**REQUIRED WORK**
Begin at the first line below and copy each line exactly, ending with the line where "only move forward." appears.

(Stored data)
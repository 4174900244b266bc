//! Background reconciliation loop, one per pool.
//!
//! While active, it evicts finished workers on every tick and whenever a
//! reaper reports an exit, and reports slow workers on ticks only. When the
//! pool is cancelled it closes the gate and registry, kills what is left,
//! waits briefly for the reapers, and stops for good.

use std::sync::Arc;
use std::time::Duration;

use tokio::sync::{Mutex, Notify, watch};
use tokio::time::{Instant, MissedTickBehavior};
use tokio_util::sync::CancellationToken;
use tracing::{debug, info, warn};

use super::admission::AdmissionGate;
use super::registry::Registry;

/// How long termination waits for killed workers to be reaped.
const KILL_GRACE: Duration = Duration::from_secs(2);

/// Supervisor lifecycle. Transitions only move forward.
#[derive(Debug, Clone, Copy, PartialEq, Eq)]
pub enum SupervisorState {
    Active,
    Terminating,
    Stopped,
}

pub(crate) struct Supervisor {
    pub(crate) registry: Arc<Mutex<Registry>>,
    pub(crate) gate: Arc<AdmissionGate>,
    pub(crate) cancel: CancellationToken,
    pub(crate) wake: Arc<Notify>,
    pub(crate) tick: Duration,
    pub(crate) slow_threshold: Duration,
    pub(crate) state: watch::Sender<SupervisorState>,
}

impl Supervisor {
    /// Detach the loop. Its end is observable through the state channel.
    pub(crate) fn spawn(self) {
        tokio::spawn(self.run());
    }

    async fn run(self) {
        let mut timer = tokio::time::interval_at(Instant::now() + self.tick, self.tick);
        timer.set_missed_tick_behavior(MissedTickBehavior::Delay);

        loop {
            tokio::select! {
                biased;
                () = self.cancel.cancelled() => break,
                _ = timer.tick() => self.reconcile(true).await,
                () = self.wake.notified() => self.reconcile(false).await,
            }
        }

        self.terminate().await;
    }

    async fn reconcile(&self, check_slow: bool) {
        let pass = self
            .registry
            .lock()
            .await
            .reconcile(std::time::Instant::now(), check_slow.then_some(self.slow_threshold));

        for (id, state) in &pass.evicted {
            debug!(worker_id = %id, ?state, "Worker finished");
        }
        for slow in &pass.slow {
            warn!(
                worker_id = %slow.id,
                pid = ?slow.pid,
                elapsed = ?slow.elapsed,
                "Slow worker"
            );
        }
    }

    async fn terminate(self) {
        self.state.send_replace(SupervisorState::Terminating);
        self.gate.close();

        let records = self.registry.lock().await.close();
        info!(workers = records.len(), "Pool cancelled, terminating workers");

        for record in &records {
            record.kill();
        }

        let deadline = Instant::now() + KILL_GRACE;
        for record in &records {
            match tokio::time::timeout_at(deadline, record.exited()).await {
                Ok(state) => debug!(worker_id = %record.id(), ?state, "Worker terminated"),
                Err(_) => warn!(
                    worker_id = %record.id(),
                    pid = ?record.pid(),
                    "Worker still running after kill"
                ),
            }
        }
        drop(records);

        self.state.send_replace(SupervisorState::Stopped);
        info!("Supervisor stopped");
    }
}

#[cfg(test)]
#[allow(clippy::expect_used, clippy::unwrap_used)]
mod tests {
    use super::*;
    use crate::pool::registry::{WorkerRecord, WorkerState};
    use crate::pool::test_support::capture_logs;
    use uuid::Uuid;

    struct Harness {
        registry: Arc<Mutex<Registry>>,
        gate: Arc<AdmissionGate>,
        cancel: CancellationToken,
        wake: Arc<Notify>,
        state: watch::Receiver<SupervisorState>,
    }

    fn start(tick: Duration) -> Harness {
        let registry = Arc::new(Mutex::new(Registry::default()));
        let gate = Arc::new(AdmissionGate::new(4));
        let cancel = CancellationToken::new();
        let wake = Arc::new(Notify::new());
        let (state_tx, state) = watch::channel(SupervisorState::Active);

        Supervisor {
            registry: Arc::clone(&registry),
            gate: Arc::clone(&gate),
            cancel: cancel.clone(),
            wake: Arc::clone(&wake),
            tick,
            slow_threshold: Duration::from_secs(60),
            state: state_tx,
        }
        .spawn();

        Harness {
            registry,
            gate,
            cancel,
            wake,
            state,
        }
    }

    /// A fake worker: the returned sender plays the reaper.
    fn fake_worker(kill: CancellationToken) -> (WorkerRecord, watch::Sender<WorkerState>) {
        let (tx, rx) = watch::channel(WorkerState::Running);
        let record = WorkerRecord::new(
            Uuid::new_v4(),
            None,
            std::time::Instant::now(),
            rx,
            kill,
            None,
        );
        (record, tx)
    }

    #[tokio::test]
    async fn exited_worker_is_evicted_on_wake() {
        let h = start(Duration::from_secs(3600));
        let (record, reaper) = fake_worker(CancellationToken::new());
        h.registry.lock().await.push(record);

        reaper.send_replace(WorkerState::Exited { code: Some(0) });
        h.wake.notify_one();

        tokio::time::timeout(Duration::from_secs(1), async {
            while !h.registry.lock().await.is_empty() {
                tokio::time::sleep(Duration::from_millis(5)).await;
            }
        })
        .await
        .expect("wake-up should trigger eviction");
    }

    #[tokio::test]
    async fn exited_worker_is_evicted_on_tick() {
        let h = start(Duration::from_millis(20));
        let (record, reaper) = fake_worker(CancellationToken::new());
        h.registry.lock().await.push(record);

        reaper.send_replace(WorkerState::Exited { code: Some(1) });

        tokio::time::timeout(Duration::from_secs(1), async {
            while !h.registry.lock().await.is_empty() {
                tokio::time::sleep(Duration::from_millis(5)).await;
            }
        })
        .await
        .expect("tick should trigger eviction");
    }

    #[tokio::test]
    async fn old_running_worker_is_reported_on_tick() {
        let (logs, _guard) = capture_logs();
        let h = start(Duration::from_millis(20));
        let (tx, rx) = watch::channel(WorkerState::Running);
        let started = std::time::Instant::now()
            .checked_sub(Duration::from_secs(120))
            .unwrap();
        h.registry.lock().await.push(WorkerRecord::new(
            Uuid::new_v4(),
            Some(4242),
            started,
            rx,
            CancellationToken::new(),
            None,
        ));

        tokio::time::timeout(Duration::from_secs(1), async {
            while !logs.contents().contains("Slow worker") {
                tokio::time::sleep(Duration::from_millis(5)).await;
            }
        })
        .await
        .expect("slow worker should be reported");
        assert!(logs.contents().contains("4242"));

        // Reported, not evicted or killed.
        assert_eq!(h.registry.lock().await.len(), 1);
        assert_eq!(*tx.borrow(), WorkerState::Running);
    }

    #[tokio::test]
    async fn wake_up_does_not_report_slow_workers() {
        let (logs, _guard) = capture_logs();
        let h = start(Duration::from_secs(3600));
        let (_tx, rx) = watch::channel(WorkerState::Running);
        let started = std::time::Instant::now()
            .checked_sub(Duration::from_secs(120))
            .unwrap();
        h.registry.lock().await.push(WorkerRecord::new(
            Uuid::new_v4(),
            None,
            started,
            rx,
            CancellationToken::new(),
            None,
        ));

        h.wake.notify_one();
        tokio::time::sleep(Duration::from_millis(100)).await;
        assert!(!logs.contents().contains("Slow worker"));
    }

    #[tokio::test]
    async fn cancellation_kills_closes_and_stops() {
        let mut h = start(Duration::from_millis(20));
        let kill = CancellationToken::new();
        let (record, reaper) = fake_worker(kill.clone());
        h.registry.lock().await.push(record);

        // Play a reaper that exits once killed.
        tokio::spawn(async move {
            kill.cancelled().await;
            reaper.send_replace(WorkerState::Exited { code: None });
        });

        h.cancel.cancel();
        tokio::time::timeout(
            Duration::from_secs(1),
            h.state.wait_for(|s| *s == SupervisorState::Stopped),
        )
        .await
        .expect("supervisor should stop")
        .unwrap();

        let registry = h.registry.lock().await;
        assert!(registry.is_closed());
        assert!(registry.is_empty());
        drop(registry);
        assert!(h.gate.admit(&CancellationToken::new()).await.is_err());
    }

    #[tokio::test]
    async fn stuck_worker_does_not_block_stop_forever() {
        let mut h = start(Duration::from_millis(20));
        // Never reports exit, even after being killed.
        let (record, _reaper) = fake_worker(CancellationToken::new());
        h.registry.lock().await.push(record);

        h.cancel.cancel();
        tokio::time::timeout(
            KILL_GRACE + Duration::from_secs(1),
            h.state.wait_for(|s| *s == SupervisorState::Stopped),
        )
        .await
        .expect("supervisor should stop after the grace period")
        .unwrap();
    }
}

**RESULT**
repository 4174900244b266bc
//! Background reconciliation loop, one per pool.
//!
//! While active, it evicts finished workers on every tick and whenever a
//! reaper reports an exit, and reports slow workers on ticks only. When the
//! pool is cancelled it closes the gate and registry, kills what is left,
//! waits briefly for the reapers, and stops for good.

use std::sync::Arc;
use std::time::Duration;

use tokio::sync::{Mutex, Notify, watch};
use tokio::time::{Instant, MissedTickBehavior};
use tokio_util::sync::CancellationToken;
use tracing::{debug, info, warn};

use super::admission::AdmissionGate;
use super::registry::Registry;

/// How long termination waits for killed workers to be reaped.
const KILL_GRACE: Duration = Duration::from_secs(2);

/// Supervisor lifecycle. Transitions only move forward.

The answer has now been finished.